Problem to work on:
Whatever the records contain, reproduce all of them exactly.

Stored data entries
....
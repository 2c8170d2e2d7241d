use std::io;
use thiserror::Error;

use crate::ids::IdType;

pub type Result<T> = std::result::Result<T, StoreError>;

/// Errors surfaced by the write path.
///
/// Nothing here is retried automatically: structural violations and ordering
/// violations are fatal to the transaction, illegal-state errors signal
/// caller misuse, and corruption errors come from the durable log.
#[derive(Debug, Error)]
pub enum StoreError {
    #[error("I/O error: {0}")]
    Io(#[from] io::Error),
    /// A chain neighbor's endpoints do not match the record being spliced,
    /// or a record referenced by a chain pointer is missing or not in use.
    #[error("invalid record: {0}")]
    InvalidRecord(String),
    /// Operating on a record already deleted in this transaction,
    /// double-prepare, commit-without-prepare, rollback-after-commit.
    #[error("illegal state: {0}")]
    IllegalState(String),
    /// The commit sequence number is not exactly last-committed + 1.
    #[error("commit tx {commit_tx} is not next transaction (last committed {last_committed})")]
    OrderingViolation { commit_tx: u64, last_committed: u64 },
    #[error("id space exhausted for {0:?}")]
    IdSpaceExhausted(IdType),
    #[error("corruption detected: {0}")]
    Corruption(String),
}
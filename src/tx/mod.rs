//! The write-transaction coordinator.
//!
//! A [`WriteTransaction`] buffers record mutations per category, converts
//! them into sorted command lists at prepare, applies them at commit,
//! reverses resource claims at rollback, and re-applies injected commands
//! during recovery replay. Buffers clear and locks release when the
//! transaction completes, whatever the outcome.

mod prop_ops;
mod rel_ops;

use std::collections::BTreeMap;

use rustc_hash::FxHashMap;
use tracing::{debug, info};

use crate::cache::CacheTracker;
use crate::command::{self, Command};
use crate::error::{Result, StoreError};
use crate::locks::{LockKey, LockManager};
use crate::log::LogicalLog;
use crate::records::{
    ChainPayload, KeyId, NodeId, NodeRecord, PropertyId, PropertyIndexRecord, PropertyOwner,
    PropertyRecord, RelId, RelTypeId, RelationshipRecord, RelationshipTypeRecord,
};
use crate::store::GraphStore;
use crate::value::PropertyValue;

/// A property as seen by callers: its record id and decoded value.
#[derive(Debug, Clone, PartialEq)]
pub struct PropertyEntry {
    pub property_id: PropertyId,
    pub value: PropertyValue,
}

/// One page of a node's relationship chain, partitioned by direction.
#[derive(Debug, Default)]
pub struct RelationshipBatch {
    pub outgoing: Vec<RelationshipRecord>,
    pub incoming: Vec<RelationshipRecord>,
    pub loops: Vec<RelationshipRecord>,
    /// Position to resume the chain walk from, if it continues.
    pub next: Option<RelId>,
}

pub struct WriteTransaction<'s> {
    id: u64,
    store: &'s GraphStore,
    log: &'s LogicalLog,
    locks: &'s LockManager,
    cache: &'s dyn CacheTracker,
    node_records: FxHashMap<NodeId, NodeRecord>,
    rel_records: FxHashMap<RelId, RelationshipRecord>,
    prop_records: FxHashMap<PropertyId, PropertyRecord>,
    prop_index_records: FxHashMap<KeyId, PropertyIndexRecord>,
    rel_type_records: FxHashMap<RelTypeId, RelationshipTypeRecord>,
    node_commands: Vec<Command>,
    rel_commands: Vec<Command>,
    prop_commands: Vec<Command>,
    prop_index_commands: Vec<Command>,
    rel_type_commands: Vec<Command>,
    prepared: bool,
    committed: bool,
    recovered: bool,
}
....
Output of the exercise:
repository 2c8170d2e2d7241d
use std::io;
use thiserror::Error;

use crate::ids::IdType;

pub type Result<T> = std::result::Result<T, StoreError>;

/// Errors surfaced by the write path.
///
/// Nothing here is retried automatically: structural violations and ordering
/// violations are fatal to the transaction, illegal-state errors signal
/// caller misuse, and corruption errors come from the durable log.
#[derive(Debug, Error)]
pub enum StoreError {
    #[error("I/O error: {0}")]
    Io(#[from] io::Error),
    /// A chain neighbor's endpoints do not match the record being spliced,
    /// or a record referenced by a chain pointer is missing or not in use.
    #[error("invalid record: {0}")]
    InvalidRecord(String),
    /// Operating on a record already deleted in this transaction,
    /// double-prepare, commit-without-prepare, rollback-after-commit.
    #[error("illegal state: {0}")]
    IllegalState(String),
    /// The commit sequence number is not exactly last-committed + 1.
    #[error("commit tx {commit_tx} is not next transaction (last committed {last_committed})")]
    OrderingViolation { commit_tx: u64, last_committed: u64 },
    #[error("id space exhausted for {0:?}")]
    IdSpaceExhausted(IdType),
    #[error("corruption detected: {0}")]
    Corruption(String),
}
filename src/tx/mod.rs
//! The write-transaction coordinator.
//!
//! A [`WriteTransaction`] buffers record mutations per category, converts
//! them into sorted command lists at prepare, applies them at commit,
//! reverses resource claims at rollback, and re-applies injected commands
//! during recovery replay. Buffers clear and locks release when the
//! transaction completes, whatever the outcome.

mod prop_ops;
mod rel_ops;

use std::collections::BTreeMap;

use rustc_hash::FxHashMap;
use tracing::{debug, info};

use crate::cache::CacheTracker;
use crate::command::{self, Command};
use crate::error::{Result, StoreError};
use crate::locks::{LockKey, LockManager};
use crate::log::LogicalLog;
use crate::records::{
    ChainPayload, KeyId, NodeId, NodeRecord, PropertyId, PropertyIndexRecord, PropertyOwner,
    PropertyRecord, RelId, RelTypeId, RelationshipRecord, RelationshipTypeRecord,
};
use crate::store::GraphStore;
use crate::value::PropertyValue;

/// A property as seen by callers: its record id and decoded value.
#[derive(Debug, Clone, PartialEq)]
pub struct PropertyEntry {
    pub property_id: PropertyId,
    pub value: PropertyValue,
}

/// One page of a node's relationship chain, partitioned by direction.
#[derive(Debug, Default)]
pub struct RelationshipBatch {
    pub outgoing: Vec<RelationshipRecord>,
    pub incoming: Vec<RelationshipRecord>,
    pub loops: Vec<RelationshipRecord>,
    /// Position to resume the chain walk from, if it continues.
    pub next: Option<RelId>,
}

pub struct WriteTransaction<'s> {
    id: u64,
    store: &'s GraphStore,
    log: &'s LogicalLog,
    locks: &'s LockManager,
    cache: &'s dyn CacheTracker,
    node_records: FxHashMap<NodeId, NodeRecord>,
    rel_records: FxHashMap<RelId, RelationshipRecord>,
    prop_records: FxHashMap<PropertyId, PropertyRecord>,
    prop_index_records: FxHashMap<KeyId, PropertyIndexRecord>,
    rel_type_records: FxHashMap<RelTypeId, RelationshipTypeRecord>,
    node_commands: Vec<Command>,
    rel_commands: Vec<Command>,
    prop_commands: Vec<Command>,
    prop_index_commands: Vec<Command>,
    rel_type_commands: Vec<Command>,
    prepared: bool,
    committed: bool,
    recovered: bool,
}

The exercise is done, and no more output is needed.